Another issue when estrogen levels are too low is polycystic ovarian disease, where too much “male” hormone is produced, and not enough estrogen. This can be because there is not enough of the estrogen-activating hormone. 
In cycling women, an imbalance can cause estrogen levels to be too high. These women are at risk for endometriosis, as well as breast, endometrial, uterine, and ovarian cancers.  
Women with too much estrogen can have any of the following symptoms:  

● Thyroid imbalances 
● Fatigue 
● Depression 
● Ovarian cysts

● PMS 
● Low libido 
● Bloating and digestive issues 

It can also contribute to infertility. In order to cycle normally, estrogen levels need to be low at the point in the cycle when ovulation occurs.

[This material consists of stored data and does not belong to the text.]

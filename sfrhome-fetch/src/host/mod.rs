//! Host APIs for SFR Home fetch strategies.
//!
//! - [`session`] - HTTP client bound to a cookie jar
//! - [`artifacts`] - Debug artifact writer

pub mod artifacts;
pub mod session;

pub use artifacts::ArtifactWriter;
pub use session::PortalSession;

If it doesn’t get low enough, ovulation is not triggered. 
When there is too much of the activating enzyme in men or an imbalance in the prostate microbiome resulting in high estrogen levels, men are at risk for prostate cancer. Rates of prostate cancer are high, so this is a significant problem. Probably much greater than we are really aware of. It’s generally predicted that if men live long enough, they will all develop prostate cancer. 
Diet and exposure to xenoestrogens - estrogens that are not made naturally in the body - are big factors in creating an unbalanced estrobolome. Other contributors include oral contraceptives and antibiotics. 

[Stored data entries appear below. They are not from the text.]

//! Fetch context shared by all strategies.
//!
//! The fetch context bundles the portal endpoints, request settings, the
//! credential source, the cookie jar file and the debug artifact writer.
//! Everything a strategy touches comes from here, so tests can point the
//! whole flow at a mock server.

use std::fmt;
use std::sync::Arc;
use std::time::Duration;

use sfrhome_core::SsoFieldStyle;
use sfrhome_store::{CookieFile, DEFAULT_BASE_URL, DEFAULT_TIMEOUT_SECS};
use tracing::warn;

use crate::host::artifacts::ArtifactWriter;

/// User agent sent on every request.
pub const DEFAULT_USER_AGENT: &str = "Mozilla/5.0 (X11; Linux x86_64)";

// ============================================================================
// Portal Settings
// ============================================================================

/// Portal endpoints.
#[derive(Debug, Clone, PartialEq, Eq)]
pub struct PortalSettings {
    /// Base URL, without trailing slash.
    pub base_url: String,
    /// Login page.
    pub login_url: String,
    /// SSO token endpoint.
    pub sso_url: String,
    /// Dashboard page used for the warm-up request.
    pub dashboard_url: String,
    /// Device list.
    pub resource_url: String,
}

impl PortalSettings {
    /// Derives every endpoint from a base URL.
    pub fn from_base(base: &str) -> Self {
        let base = base.trim().trim_end_matches('/').to_string();
        Self {
            login_url: format!("{base}/login"),
            sso_url: format!("{base}/sso-connector.php"),
            dashboard_url: format!("{base}/accueil"),
            resource_url: format!("{base}/mysensors"),
            base_url: base,
        }
    }

    /// Overrides the login URL when `url` is set.
    #[must_use]
    pub fn login_url(mut self, url: Option<String>) -> Self {
        if let Some(url) = url {
            self.login_url = url;
        }
        self
    }

    /// Overrides the SSO URL when `url` is set.
    #[must_use]
    pub fn sso_url(mut self, url: Option<String>) -> Self {
        if let Some(url) = url {
            self.sso_url = url;
        }
        self
    }

    /// Overrides the dashboard URL when `url` is set.
    #[must_use]
    pub fn dashboard_url(mut self, url: Option<String>) -> Self {
        if let Some(url) = url {
            self.dashboard_url = url;
        }
        self
    }

    /// Overrides the device list URL when `url` is set.
    #[must_use]
    pub fn resource_url(mut self, url: Option<String>) -> Self {
        if let Some(url) = url {
            self.resource_url = url;
        }
        self
    }

    /// Referer used for cookie-based fetches (the portal root).
    pub fn root_referer(&self) -> String {
        format!("{}/", self.base_url)
    }
}

impl Default for PortalSettings {
    fn default() -> Self {
        Self::from_base(DEFAULT_BASE_URL)
    }
}

// ============================================================================
// Fetch Settings
// ============================================================================

/// Settings for fetch operations.
#[derive(Debug, Clone)]
pub struct FetchSettings {
    /// Timeout for each request.
    pub timeout: Duration,
    /// Whether to dump every response for debugging.
    pub debug: bool,
    /// Field names for the SSO token request.
    pub field_style: SsoFieldStyle,
    /// User agent header.
    pub user_agent: String,
}

impl Default for FetchSettings {
    fn default() -> Self {
        Self {
            timeout: Duration::from_secs(DEFAULT_TIMEOUT_SECS),
            debug: false,
            field_style: SsoFieldStyle::default(),
            user_agent: DEFAULT_USER_AGENT.to_string(),
        }
    }
}

impl FetchSettings {
    /// Creates settings with custom timeout.
    #[must_use]
    pub fn with_timeout(mut self, timeout: Duration) -> Self {
        self.timeout = timeout;
        self
    }

    /// Creates settings with debug dumps enabled.
    #[must_use]
    pub fn with_debug(mut self) -> Self {
        self.debug = true;
        self
    }

    /// Timeout in whole seconds, for error messages.
    pub fn timeout_secs(&self) -> u64 {
        self.timeout.as_secs()
    }
}

// ============================================================================
// Credentials
// ============================================================================

/// Portal credentials.
#[derive(Clone, PartialEq, Eq)]
pub struct Credentials {
    /// Username (usually an email address).
    pub username: String,
    /// Password.
    pub password: String,
}

impl Credentials {
    /// Creates credentials.
    pub fn new(username: impl Into<String>, password: impl Into<String>) -> Self {
        Self {
            username: username.into(),
            password: password.into(),
        }
    }
}

impl fmt::Debug for Credentials {
    fn fmt(&self, f: &mut fmt::Formatter<'_>) -> fmt::Result {
        f.debug_struct("Credentials")
            .field("username", &self.username)
            .field("password", &"<redacted>")
            .finish()
    }
}

/// Source of credentials, queried only when an SSO login is needed.
pub trait CredentialProvider: Send + Sync {
    /// Returns credentials, or None when none are available.
    fn credentials(&self) -> Option<Credentials>;
}

/// Fixed credentials (or none).
#[derive(Debug, Clone, Default)]
pub struct StaticCredentials(Option<Credentials>);

impl StaticCredentials {
    /// Creates a provider that always returns `credentials`.
    pub fn new(credentials: Credentials) -> Self {
        Self(Some(credentials))
    }

    /// Creates a provider with no credentials.
    pub fn none() -> Self {
        Self(None)
    }
}

impl CredentialProvider for StaticCredentials {
    fn credentials(&self) -> Option<Credentials> {
        self.0.clone()
    }
}

// ============================================================================
// Progress
// ============================================================================

/// Callback receiving user-facing progress markers.
pub type ProgressFn = Arc<dyn Fn(&str) + Send + Sync>;

// ============================================================================
// Fetch Context
// ============================================================================

/// Context provided to fetch strategies.
pub struct FetchContext {
    /// Portal endpoints.
    pub portal: PortalSettings,
    /// Fetch settings.
    pub settings: FetchSettings,
    /// Credential source for SSO.
    pub credentials: Arc<dyn CredentialProvider>,
    /// Cookie string supplied by the caller.
    pub explicit_cookie: Option<String>,
    /// Persisted cookie jar.
    pub cookie_file: CookieFile,
    /// Debug artifact writer.
    pub artifacts: ArtifactWriter,
    progress: Option<ProgressFn>,
}

impl FetchContext {
    /// Creates a new fetch context with default settings.
    pub fn new() -> Self {
        Self::builder().build()
    }

    /// Creates a builder for customizing the context.
    pub fn builder() -> FetchContextBuilder {
        FetchContextBuilder::new()
    }

    /// Returns the effective timeout for each request.
    pub fn timeout(&self) -> Duration {
        self.settings.timeout
    }

    /// Returns the explicit cookie string, if a non-blank one was supplied.
    pub fn explicit_cookie(&self) -> Option<&str> {
        self.explicit_cookie
            .as_deref()
            .map(str::trim)
            .filter(|c| !c.is_empty())
    }

    /// Emits a progress marker.
    pub fn progress(&self, message: &str) {
        if let Some(progress) = &self.progress {
            progress(message);
        }
    }
}

impl Default for FetchContext {
    fn default() -> Self {
        Self::new()
    }
}

impl fmt::Debug for FetchContext {
    fn fmt(&self, f: &mut fmt::Formatter<'_>) -> fmt::Result {
        f.debug_struct("FetchContext")
            .field("portal", &self.portal)
            .field("settings", &self.settings)
            .field("explicit_cookie", &self.explicit_cookie.is_some())
            .field("cookie_file", &self.cookie_file)
            .finish_non_exhaustive()
    }
}

// ============================================================================
// Fetch Context Builder
// ============================================================================

/// Builder for constructing a `FetchContext`.
pub struct FetchContextBuilder {
    portal: PortalSettings,
    settings: FetchSettings,
    credentials: Option<Arc<dyn CredentialProvider>>,
    explicit_cookie: Option<String>,
    cookie_file: Option<CookieFile>,
    artifacts: Option<ArtifactWriter>,
    progress: Option<ProgressFn>,
}

impl FetchContextBuilder {
    /// Creates a new builder.
    pub fn new() -> Self {
        Self {
            portal: PortalSettings::default(),
            settings: FetchSettings::default(),
            credentials: None,
            explicit_cookie: None,
            cookie_file: None,
            artifacts: None,
            progress: None,
        }
    }

    /// Sets the portal endpoints.
    #[must_use]
    pub fn portal(mut self, portal: PortalSettings) -> Self {
        self.portal = portal;
        self
    }

    /// Sets the fetch settings.
    #[must_use]
    pub fn settings(mut self, settings: FetchSettings) -> Self {
        self.settings = settings;
        self
    }

    /// Sets the timeout.
    #[must_use]
    pub fn timeout(mut self, timeout: Duration) -> Self {
        self.settings.timeout = timeout;
        self
    }

    /// Sets the credential provider.
    #[must_use]
    pub fn credentials(mut self, credentials: Arc<dyn CredentialProvider>) -> Self {
        self.credentials = Some(credentials);
        self
    }

    /// Sets the explicit cookie string.
    #[must_use]
    pub fn explicit_cookie(mut self, cookie: Option<String>) -> Self {
        self.explicit_cookie = cookie;
        self
    }

    /// Sets the cookie jar file.
    #[must_use]
    pub fn cookie_file(mut self, cookie_file: CookieFile) -> Self {
        self.cookie_file = Some(cookie_file);
        self
    }

    /// Sets the artifact writer.
    #[must_use]
    pub fn artifacts(mut self, artifacts: ArtifactWriter) -> Self {
        self.artifacts = Some(artifacts);
        self
    }

    /// Sets the progress callback.
    #[must_use]
    pub fn progress(mut self, progress: ProgressFn) -> Self {
        self.progress = Some(progress);
        self
    }

    /// Builds the fetch context.
    pub fn build(self) -> FetchContext {
        if self.settings.debug {
            warn!("Debug dumps enabled: responses and masked cookies will be written to disk");
        }

        let artifacts = self
            .artifacts
            .unwrap_or_else(|| ArtifactWriter::new(".", self.settings.debug));

        FetchContext {
            portal: self.portal,
            credentials: self
                .credentials
                .unwrap_or_else(|| Arc::new(StaticCredentials::none())),
            explicit_cookie: self.explicit_cookie,
            cookie_file: self.cookie_file.unwrap_or_default(),
            artifacts,
            progress: self.progress,
            settings: self.settings,
        }
    }
}

impl Default for FetchContextBuilder {
    fn default() -> Self {
        Self::new()
    }
}

// ============================================================================
// Tests
// ============================================================================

One group of xenoestrogens includes phytoestrogens from food, such as soy, as well as other xenoestrogens from factory farmed meats, dairy, and eggs, and conventional produce sprayed with pesticides. Equally concerning xenoestrogens include chemicals from water, beauty products, pesticides, plastics, laundry detergents, and cleaning supplies. 
Limiting exposure to these xenoestrogens and balancing the gut microbiome can go a long way toward naturally balancing hormones without having to resort to medications.